La hidratación es más que solo la ingesta de líquidos; es el delicado equilibrio del agua dentro y fuera de cada célula. La deshidratación altera este equilibrio y puede provocar desde mareos leves hasta daño renal grave o colapso circulatorio. Lograr una verdadera hidratación significa no sólo beber líquidos sino también garantizar que el cuerpo pueda retenerlos.
La leche es predominantemente agua (alrededor del 87%), pero el 13% restante contiene electrolitos clave (calcio, potasio y sodio), así como lactosa, un carbohidrato que retarda el vaciado gástrico. Esta composición mantiene el agua dentro del cuerpo por más tiempo, reduciendo la producción de orina y mejorando la retención general de líquidos.
En un estudio de 2016 publicado en el American Journal of Clinical Nutrition , los investigadores introdujeron el índice de hidratación de bebidas (BHI). El índice mide cuánto líquido se retiene en relación con lo que se pierde a través de la orina. La leche logró el BHI más alto, lo que indica la menor pérdida de líquido entre las bebidas analizadas, incluidas el agua, los refrescos, el café, el té, el jugo de naranja e incluso una popular bebida deportiva.
Investigación anterior de 2007 en el British Revista de Nutrición evaluaron atletas que habían perdido el 1,8% de su masa corporal a través del sudor.

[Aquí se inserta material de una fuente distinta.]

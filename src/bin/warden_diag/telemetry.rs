use std::collections::BTreeMap;

use anyhow::{Context, Result};
use frame_warden::governor::StatusReport;
use frame_warden::GovernanceEvent;
use serde::Serialize;
use tokio::sync::broadcast::{error::TryRecvError, Receiver};

/// Folds replayed governance events into a printable summary.
#[derive(Default)]
pub struct EventAggregator {
    total_events: usize,
    lagged_events: usize,
    topics: BTreeMap<String, usize>,
    transitions: Vec<TransitionEntry>,
    alerts: Vec<AlertEntry>,
    quarantined: Vec<String>,
    reloads_requested: usize,
}

impl EventAggregator {
    pub fn record(&mut self, event: GovernanceEvent) {
        self.total_events += 1;
        *self.topics.entry(event.topic()).or_insert(0) += 1;

        match event {
            GovernanceEvent::StateChanged {
                from, to, cause, ..
            } => self.transitions.push(TransitionEntry {
                from: from.as_str().to_string(),
                to: to.as_str().to_string(),
                cause,
            }),
            GovernanceEvent::PredictiveAlert { level, data } => self.alerts.push(AlertEntry {
                level: level.as_str().to_string(),
                fps: data.current_fps,
                derivative: data.derivative,
                anomaly_score: data.anomaly_score,
            }),
            GovernanceEvent::ComponentQuarantine { component } => {
                self.quarantined.push(component)
            }
            GovernanceEvent::SoftRestart => self.reloads_requested += 1,
            _ => {}
        }
    }

    pub fn lagged(&mut self, skipped: usize) {
        self.lagged_events += skipped;
    }

    pub fn into_report(self, status: StatusReport) -> ReplayReport {
        ReplayReport {
            observed_events: self.total_events,
            lagged_events: self.lagged_events,
            topics: self.topics,
            transitions: self.transitions,
            alerts: self.alerts,
            quarantined: self.quarantined,
            soft_restarts: self.reloads_requested,
            status,
        }
    }
}

/// Drain everything currently buffered on the subscription.
pub fn drain_events(rx: &mut Receiver<GovernanceEvent>, aggregator: &mut EventAggregator) {
    loop {
        match rx.try_recv() {
            Ok(event) => aggregator.record(event),
            Err(TryRecvError::Lagged(skipped)) => aggregator.lagged(skipped as usize),
            Err(TryRecvError::Empty) | Err(TryRecvError::Closed) => break,
        }
    }
}

#[derive(Debug, Serialize)]
pub struct ReplayReport {
    pub observed_events: usize,
    pub lagged_events: usize,
    pub topics: BTreeMap<String, usize>,
    #[serde(skip_serializing_if = "Vec::is_empty")]
    pub transitions: Vec<TransitionEntry>,
    #[serde(skip_serializing_if = "Vec::is_empty")]
    pub alerts: Vec<AlertEntry>,
    #[serde(skip_serializing_if = "Vec::is_empty")]
    pub quarantined: Vec<String>,
    pub soft_restarts: usize,
    pub status: StatusReport,
}

impl ReplayReport {
    pub fn print_json(&self) -> Result<()> {
        let json = serde_json::to_string_pretty(self).context("serializing replay report")?;
        println!("{json}");
        Ok(())
    }

    pub fn print_table(&self) {
        println!("Events observed          : {}", self.observed_events);
        if self.lagged_events > 0 {
            println!("Lagged (dropped)         : {}", self.lagged_events);
        }
        println!(
            "Final state              : {} ({})",
            self.status.state.as_str(),
            self.status.state_label
        );
        println!("Current FPS              : {:.1}", self.status.current_fps);
        println!(
            "Alert / anomaly          : {} / {:.0}",
            self.status.alert_level.as_str(),
            self.status.anomaly_score
        );
        println!(
            "Heap growth              : {:.1}%",
            self.status.heap_growth_percent * 100.0
        );

        if self.topics.is_empty() {
            println!("Topics                   : none");
        } else {
            println!("Topics                   :");
            for (topic, count) in &self.topics {
                println!("  - {topic}: {count}");
            }
        }

        if !self.transitions.is_empty() {
            println!("Ladder transitions       :");
            for t in &self.transitions {
                println!("  - {} -> {} ({})", t.from, t.to, t.cause);
            }
        }

        if !self.alerts.is_empty() {
            println!("Predictive alerts        :");
            for a in &self.alerts {
                println!(
                    "  - {} at {:.1} fps (derivative {:.1}, anomaly {:.0})",
                    a.level, a.fps, a.derivative, a.anomaly_score
                );
            }
        }

        if !self.quarantined.is_empty() {
            println!("Quarantined components   : {}", self.quarantined.join(", "));
        }
        if self.soft_restarts > 0 {
            println!("Soft restarts            : {}", self.soft_restarts);
        }
    }
}

#[derive(Debug, Serialize)]
pub struct TransitionEntry {
    pub from: String,
    pub to: String,
    pub cause: String,
}

#[derive(Debug, Serialize)]
pub struct AlertEntry {
    pub level: String,
    pub fps: f64,
    pub derivative: f64,
    pub anomaly_score: f64,
}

La leche ayudó a restablecer el equilibrio de líquidos durante un período más prolongado que el agua o las bebidas deportivas, que solo ofrecían una hidratación a corto plazo.
Estos hallazgos subrayan que la mezcla de electrolitos y carbohidratos de la leche proporciona un efecto de hidratación más sostenido que el agua corriente u otras bebidas comunes.
Si eres un atleta, un profesional ocupado o simplemente buscas mantenerte hidratado, considera incorporar leche a tu ingesta diaria de líquidos. Un vaso de leche de 16 onzas puede ofrecer una hidratación superior en comparación con una cantidad equivalente de agua, especialmente cuando se necesitan electrolitos y apoyo energético.